Filter the entries for the word "ProviderDeals". Copy each line that has it.

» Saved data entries
· · · · · · ·

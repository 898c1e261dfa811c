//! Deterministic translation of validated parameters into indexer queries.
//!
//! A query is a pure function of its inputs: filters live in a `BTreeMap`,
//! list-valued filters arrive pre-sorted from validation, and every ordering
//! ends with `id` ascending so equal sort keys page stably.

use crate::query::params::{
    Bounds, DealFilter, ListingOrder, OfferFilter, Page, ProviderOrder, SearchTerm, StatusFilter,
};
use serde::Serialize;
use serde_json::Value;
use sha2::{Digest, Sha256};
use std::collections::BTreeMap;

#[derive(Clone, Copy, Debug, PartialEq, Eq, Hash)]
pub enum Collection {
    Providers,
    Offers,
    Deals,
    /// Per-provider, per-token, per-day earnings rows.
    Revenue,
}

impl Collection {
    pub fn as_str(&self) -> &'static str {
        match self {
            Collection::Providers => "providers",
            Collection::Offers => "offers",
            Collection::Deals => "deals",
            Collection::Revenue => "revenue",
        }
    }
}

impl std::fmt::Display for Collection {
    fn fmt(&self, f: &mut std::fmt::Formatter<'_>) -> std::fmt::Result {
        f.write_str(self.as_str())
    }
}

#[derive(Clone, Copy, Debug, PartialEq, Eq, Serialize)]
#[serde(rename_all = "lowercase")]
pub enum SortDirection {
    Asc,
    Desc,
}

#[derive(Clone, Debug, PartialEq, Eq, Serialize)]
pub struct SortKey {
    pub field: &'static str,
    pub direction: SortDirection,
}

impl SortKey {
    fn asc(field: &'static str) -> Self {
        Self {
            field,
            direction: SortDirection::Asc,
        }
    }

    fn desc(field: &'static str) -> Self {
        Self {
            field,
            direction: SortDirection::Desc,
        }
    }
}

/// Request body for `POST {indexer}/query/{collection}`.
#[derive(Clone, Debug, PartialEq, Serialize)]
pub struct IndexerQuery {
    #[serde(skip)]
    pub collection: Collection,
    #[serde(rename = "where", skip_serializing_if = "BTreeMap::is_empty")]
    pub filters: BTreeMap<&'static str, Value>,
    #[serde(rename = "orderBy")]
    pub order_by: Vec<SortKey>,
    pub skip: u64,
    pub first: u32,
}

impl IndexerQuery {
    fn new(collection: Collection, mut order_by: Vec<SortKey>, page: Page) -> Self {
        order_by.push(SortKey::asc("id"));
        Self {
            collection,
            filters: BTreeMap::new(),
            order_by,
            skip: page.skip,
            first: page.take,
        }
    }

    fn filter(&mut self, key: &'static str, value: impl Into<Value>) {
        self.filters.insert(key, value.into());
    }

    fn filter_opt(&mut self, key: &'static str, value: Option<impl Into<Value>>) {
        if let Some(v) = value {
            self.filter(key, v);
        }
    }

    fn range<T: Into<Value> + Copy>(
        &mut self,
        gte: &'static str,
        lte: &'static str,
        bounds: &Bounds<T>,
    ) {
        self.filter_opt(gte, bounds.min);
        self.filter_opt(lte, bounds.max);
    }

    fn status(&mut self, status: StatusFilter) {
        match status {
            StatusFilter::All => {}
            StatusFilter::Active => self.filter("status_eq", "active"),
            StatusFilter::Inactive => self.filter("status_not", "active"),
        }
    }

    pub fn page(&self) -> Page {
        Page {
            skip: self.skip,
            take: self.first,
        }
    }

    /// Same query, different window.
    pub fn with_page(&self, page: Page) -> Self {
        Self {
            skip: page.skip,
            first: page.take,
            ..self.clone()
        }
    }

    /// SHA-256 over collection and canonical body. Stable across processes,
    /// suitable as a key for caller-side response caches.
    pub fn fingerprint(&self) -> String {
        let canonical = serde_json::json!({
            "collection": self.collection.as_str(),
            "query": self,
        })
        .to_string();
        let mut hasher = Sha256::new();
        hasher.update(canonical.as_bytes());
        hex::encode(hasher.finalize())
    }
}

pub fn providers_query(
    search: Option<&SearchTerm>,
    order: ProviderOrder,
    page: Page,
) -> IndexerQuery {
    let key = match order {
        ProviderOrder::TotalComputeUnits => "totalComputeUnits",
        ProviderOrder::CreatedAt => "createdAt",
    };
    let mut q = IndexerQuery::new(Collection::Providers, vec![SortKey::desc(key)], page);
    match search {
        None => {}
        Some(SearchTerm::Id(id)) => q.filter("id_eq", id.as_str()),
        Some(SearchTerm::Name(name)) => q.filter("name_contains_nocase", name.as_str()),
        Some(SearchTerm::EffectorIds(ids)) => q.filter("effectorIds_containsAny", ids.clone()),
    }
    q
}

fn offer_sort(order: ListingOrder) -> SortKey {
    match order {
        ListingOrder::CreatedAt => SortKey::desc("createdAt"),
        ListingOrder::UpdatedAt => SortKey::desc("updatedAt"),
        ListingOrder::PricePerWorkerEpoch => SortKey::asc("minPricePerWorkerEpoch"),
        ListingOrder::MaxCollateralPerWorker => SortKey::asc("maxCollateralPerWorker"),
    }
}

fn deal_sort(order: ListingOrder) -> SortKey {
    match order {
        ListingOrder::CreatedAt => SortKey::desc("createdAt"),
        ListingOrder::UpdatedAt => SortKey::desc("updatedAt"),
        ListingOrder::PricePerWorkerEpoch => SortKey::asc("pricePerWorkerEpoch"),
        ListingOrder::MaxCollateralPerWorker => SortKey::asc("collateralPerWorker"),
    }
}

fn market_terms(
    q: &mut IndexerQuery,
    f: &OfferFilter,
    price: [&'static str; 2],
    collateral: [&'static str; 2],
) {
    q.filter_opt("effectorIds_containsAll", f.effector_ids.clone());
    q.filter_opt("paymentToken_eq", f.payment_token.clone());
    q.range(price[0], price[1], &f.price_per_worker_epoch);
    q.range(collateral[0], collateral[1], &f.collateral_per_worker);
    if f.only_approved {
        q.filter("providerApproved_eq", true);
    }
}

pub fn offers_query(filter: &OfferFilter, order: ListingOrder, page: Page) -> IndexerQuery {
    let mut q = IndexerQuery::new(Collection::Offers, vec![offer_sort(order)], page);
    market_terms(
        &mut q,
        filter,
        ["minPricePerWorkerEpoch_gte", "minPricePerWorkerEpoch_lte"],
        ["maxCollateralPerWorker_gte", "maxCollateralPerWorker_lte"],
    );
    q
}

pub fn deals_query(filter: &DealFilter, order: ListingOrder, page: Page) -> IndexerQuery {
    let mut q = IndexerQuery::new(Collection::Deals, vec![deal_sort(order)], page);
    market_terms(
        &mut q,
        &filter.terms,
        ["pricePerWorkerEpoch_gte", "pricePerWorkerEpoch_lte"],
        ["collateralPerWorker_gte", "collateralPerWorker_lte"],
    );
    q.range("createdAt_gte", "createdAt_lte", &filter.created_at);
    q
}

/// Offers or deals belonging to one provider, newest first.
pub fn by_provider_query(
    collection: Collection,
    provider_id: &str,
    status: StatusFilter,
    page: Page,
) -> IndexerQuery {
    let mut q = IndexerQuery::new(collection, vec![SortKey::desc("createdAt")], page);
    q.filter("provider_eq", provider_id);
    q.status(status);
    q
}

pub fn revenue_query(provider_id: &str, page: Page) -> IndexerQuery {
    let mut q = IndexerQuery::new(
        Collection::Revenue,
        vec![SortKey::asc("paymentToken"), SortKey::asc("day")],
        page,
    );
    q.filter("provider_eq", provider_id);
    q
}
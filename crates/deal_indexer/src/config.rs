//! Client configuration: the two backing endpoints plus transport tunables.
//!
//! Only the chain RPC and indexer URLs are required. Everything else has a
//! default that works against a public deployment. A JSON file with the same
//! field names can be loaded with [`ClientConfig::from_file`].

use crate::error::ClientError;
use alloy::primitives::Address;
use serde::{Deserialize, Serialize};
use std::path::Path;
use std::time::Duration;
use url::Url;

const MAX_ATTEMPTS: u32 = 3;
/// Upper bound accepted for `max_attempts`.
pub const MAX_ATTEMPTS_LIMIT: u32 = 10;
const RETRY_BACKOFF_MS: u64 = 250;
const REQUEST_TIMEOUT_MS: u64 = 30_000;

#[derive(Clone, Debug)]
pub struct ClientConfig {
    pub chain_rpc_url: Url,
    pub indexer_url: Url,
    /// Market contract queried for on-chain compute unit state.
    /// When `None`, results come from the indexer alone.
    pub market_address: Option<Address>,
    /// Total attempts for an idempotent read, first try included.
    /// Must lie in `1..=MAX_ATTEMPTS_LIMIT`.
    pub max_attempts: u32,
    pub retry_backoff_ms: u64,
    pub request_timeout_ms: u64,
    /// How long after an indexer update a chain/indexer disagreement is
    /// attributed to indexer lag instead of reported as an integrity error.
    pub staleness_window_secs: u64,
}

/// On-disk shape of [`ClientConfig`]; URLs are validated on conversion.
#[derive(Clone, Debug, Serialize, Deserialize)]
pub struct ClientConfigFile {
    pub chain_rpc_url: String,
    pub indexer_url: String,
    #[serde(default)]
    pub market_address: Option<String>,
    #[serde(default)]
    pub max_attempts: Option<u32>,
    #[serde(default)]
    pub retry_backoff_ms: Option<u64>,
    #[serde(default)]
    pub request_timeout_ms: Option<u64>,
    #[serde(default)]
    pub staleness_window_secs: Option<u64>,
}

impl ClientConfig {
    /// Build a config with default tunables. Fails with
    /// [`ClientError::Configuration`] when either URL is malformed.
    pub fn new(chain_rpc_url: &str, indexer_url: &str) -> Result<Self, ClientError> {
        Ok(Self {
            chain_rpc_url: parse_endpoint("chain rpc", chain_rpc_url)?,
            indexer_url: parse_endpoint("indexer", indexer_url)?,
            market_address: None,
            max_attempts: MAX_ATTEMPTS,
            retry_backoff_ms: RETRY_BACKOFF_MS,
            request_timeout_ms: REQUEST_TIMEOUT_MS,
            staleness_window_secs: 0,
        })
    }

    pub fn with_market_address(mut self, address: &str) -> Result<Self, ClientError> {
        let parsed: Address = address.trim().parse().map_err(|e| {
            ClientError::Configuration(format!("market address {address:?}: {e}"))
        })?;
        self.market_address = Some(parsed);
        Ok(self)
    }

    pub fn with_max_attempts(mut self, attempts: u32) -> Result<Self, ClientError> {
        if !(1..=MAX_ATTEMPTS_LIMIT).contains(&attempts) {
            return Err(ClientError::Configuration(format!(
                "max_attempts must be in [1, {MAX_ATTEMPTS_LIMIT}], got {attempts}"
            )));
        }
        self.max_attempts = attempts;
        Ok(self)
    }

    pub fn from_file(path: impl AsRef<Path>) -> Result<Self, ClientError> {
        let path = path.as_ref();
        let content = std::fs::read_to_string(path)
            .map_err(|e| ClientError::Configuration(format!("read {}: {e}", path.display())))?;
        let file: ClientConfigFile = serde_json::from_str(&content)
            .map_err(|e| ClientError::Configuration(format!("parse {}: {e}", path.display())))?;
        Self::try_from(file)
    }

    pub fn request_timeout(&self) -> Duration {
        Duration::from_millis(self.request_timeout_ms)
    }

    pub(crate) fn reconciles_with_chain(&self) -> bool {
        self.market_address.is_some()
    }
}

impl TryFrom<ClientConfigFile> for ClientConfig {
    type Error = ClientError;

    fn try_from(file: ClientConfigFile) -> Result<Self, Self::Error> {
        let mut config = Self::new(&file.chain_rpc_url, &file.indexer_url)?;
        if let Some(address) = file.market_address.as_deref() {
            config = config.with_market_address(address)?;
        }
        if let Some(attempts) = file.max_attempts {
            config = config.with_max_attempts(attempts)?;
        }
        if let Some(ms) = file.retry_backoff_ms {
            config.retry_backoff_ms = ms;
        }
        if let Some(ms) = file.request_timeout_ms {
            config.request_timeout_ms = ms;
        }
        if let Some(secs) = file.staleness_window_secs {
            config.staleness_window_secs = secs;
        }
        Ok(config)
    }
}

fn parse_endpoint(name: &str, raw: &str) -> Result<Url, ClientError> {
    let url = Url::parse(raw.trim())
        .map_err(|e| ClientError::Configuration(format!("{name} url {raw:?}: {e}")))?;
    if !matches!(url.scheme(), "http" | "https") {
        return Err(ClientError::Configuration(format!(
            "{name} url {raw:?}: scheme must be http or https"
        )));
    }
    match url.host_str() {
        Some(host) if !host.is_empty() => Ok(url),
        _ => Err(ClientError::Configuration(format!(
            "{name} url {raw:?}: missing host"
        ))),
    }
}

· · · · · · ·

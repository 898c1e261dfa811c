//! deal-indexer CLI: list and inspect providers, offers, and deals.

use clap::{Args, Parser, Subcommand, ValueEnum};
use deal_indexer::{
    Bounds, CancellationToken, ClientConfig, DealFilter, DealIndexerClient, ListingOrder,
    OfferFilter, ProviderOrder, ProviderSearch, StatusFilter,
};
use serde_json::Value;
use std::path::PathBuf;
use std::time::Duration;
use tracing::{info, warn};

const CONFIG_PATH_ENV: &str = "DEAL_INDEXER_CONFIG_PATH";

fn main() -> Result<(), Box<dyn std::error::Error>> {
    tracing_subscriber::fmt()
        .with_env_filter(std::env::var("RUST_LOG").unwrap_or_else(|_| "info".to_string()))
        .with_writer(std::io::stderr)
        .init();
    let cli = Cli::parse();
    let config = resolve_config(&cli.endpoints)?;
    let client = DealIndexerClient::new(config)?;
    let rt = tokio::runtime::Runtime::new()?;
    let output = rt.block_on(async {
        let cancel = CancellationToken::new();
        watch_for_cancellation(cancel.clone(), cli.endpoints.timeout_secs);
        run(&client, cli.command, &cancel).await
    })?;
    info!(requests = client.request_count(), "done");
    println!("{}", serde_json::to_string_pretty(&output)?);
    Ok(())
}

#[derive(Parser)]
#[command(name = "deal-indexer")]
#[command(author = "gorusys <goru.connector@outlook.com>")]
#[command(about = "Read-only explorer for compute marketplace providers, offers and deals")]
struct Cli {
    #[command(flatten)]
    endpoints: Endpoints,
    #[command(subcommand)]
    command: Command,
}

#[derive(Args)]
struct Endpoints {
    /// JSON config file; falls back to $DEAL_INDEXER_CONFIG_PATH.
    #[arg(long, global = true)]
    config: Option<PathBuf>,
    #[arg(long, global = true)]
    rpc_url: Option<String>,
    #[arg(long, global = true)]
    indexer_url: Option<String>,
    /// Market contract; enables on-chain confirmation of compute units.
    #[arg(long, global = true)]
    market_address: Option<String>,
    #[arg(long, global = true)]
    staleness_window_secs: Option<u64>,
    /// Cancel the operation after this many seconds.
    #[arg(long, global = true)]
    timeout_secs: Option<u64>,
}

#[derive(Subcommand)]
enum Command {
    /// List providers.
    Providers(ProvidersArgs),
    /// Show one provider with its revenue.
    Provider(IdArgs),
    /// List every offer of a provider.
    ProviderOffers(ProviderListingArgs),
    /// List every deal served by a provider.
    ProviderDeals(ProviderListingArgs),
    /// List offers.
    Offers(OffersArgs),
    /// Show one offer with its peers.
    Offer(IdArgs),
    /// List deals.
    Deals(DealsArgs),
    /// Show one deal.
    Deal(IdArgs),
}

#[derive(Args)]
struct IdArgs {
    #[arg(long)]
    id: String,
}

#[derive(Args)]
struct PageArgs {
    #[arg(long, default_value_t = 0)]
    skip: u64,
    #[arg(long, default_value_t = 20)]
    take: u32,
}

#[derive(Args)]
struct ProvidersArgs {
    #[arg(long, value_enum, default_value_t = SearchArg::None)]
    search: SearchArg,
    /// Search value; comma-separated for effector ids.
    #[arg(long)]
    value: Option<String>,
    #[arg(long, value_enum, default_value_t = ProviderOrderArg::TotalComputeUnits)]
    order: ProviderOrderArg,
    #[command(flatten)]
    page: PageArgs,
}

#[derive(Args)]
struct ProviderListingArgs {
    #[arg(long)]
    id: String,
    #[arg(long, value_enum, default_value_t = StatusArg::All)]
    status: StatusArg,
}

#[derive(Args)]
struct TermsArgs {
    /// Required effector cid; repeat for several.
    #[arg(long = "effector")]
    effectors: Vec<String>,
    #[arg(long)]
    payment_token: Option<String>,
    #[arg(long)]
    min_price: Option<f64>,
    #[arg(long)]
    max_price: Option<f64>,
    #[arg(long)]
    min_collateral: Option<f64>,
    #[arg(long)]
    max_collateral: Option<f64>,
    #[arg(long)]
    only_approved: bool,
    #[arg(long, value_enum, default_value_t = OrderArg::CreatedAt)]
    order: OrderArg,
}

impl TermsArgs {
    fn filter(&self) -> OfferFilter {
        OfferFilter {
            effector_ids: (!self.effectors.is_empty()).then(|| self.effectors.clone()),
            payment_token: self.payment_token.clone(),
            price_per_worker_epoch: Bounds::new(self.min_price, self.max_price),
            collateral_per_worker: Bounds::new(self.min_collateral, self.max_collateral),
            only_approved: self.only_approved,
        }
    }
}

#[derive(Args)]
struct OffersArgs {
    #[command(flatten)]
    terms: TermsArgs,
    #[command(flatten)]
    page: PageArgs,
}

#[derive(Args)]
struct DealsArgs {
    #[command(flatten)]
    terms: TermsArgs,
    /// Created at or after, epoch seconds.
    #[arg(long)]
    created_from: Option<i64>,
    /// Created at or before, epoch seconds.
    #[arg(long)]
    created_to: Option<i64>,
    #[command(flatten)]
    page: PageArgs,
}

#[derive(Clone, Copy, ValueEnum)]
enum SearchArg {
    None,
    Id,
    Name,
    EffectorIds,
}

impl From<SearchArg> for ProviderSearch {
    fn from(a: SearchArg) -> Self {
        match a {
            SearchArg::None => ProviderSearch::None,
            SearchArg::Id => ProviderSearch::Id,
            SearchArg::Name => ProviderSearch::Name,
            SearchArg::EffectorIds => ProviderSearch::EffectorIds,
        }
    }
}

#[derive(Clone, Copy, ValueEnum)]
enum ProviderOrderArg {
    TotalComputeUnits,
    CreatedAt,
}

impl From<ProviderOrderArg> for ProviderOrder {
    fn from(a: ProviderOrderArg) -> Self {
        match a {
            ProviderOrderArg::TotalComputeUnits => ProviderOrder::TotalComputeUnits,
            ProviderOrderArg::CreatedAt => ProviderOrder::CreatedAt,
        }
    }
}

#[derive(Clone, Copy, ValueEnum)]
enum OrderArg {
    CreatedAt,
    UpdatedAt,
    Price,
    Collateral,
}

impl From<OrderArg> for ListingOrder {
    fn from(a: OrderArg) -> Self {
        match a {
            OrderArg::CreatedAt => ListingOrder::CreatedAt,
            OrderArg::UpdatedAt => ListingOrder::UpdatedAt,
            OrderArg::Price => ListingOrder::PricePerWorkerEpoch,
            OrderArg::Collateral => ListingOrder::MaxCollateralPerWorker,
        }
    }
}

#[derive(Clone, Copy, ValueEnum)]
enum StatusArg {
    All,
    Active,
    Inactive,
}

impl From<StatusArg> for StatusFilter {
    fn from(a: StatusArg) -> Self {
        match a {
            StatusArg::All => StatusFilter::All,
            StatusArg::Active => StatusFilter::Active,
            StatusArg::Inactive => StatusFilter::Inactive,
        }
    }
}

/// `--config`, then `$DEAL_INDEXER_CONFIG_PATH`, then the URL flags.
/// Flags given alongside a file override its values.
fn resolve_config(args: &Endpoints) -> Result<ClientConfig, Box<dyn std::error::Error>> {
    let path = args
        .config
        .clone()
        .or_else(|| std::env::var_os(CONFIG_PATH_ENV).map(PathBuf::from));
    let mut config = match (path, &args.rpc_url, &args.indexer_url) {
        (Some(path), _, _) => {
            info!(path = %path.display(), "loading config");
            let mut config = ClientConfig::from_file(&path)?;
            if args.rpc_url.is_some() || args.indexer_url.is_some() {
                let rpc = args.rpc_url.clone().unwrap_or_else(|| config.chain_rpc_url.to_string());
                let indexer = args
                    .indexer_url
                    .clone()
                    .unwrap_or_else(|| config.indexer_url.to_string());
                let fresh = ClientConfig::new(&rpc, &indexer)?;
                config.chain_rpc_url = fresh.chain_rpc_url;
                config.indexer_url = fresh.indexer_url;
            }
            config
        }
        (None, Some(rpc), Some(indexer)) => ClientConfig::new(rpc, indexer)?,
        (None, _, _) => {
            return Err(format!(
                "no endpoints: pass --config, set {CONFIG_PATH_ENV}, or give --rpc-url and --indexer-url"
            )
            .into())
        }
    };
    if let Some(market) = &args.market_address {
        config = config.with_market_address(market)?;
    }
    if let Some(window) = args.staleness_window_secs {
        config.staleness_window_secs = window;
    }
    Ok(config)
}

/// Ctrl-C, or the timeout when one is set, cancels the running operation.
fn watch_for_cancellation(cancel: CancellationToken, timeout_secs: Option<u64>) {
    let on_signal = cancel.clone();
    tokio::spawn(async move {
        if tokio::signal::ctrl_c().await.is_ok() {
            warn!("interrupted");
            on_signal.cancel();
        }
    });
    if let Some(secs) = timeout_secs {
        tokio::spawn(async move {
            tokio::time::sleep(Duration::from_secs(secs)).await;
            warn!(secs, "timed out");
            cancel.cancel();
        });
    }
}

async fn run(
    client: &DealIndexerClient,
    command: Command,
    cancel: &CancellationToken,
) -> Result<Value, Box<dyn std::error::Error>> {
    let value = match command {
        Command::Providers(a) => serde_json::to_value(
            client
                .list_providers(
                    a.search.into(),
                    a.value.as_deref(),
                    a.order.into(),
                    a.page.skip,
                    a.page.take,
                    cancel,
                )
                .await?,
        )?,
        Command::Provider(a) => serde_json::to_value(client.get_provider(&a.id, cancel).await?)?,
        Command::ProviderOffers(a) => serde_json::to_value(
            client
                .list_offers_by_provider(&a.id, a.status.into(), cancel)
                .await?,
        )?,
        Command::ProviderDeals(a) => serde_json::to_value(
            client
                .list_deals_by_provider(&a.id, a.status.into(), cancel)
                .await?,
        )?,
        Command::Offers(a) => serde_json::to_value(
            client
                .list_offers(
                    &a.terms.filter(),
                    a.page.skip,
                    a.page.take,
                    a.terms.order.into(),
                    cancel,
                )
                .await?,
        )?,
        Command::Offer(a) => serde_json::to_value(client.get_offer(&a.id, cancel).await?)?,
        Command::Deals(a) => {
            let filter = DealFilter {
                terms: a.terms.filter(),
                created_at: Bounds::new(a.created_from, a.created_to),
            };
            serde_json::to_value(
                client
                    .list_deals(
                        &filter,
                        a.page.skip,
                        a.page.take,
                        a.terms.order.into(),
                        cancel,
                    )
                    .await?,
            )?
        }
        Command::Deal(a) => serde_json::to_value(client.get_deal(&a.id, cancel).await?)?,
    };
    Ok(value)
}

· · · · · · ·

» Response
    ProviderDeals(ProviderListingArgs),
        Command::ProviderDeals(a) => serde_json::to_value(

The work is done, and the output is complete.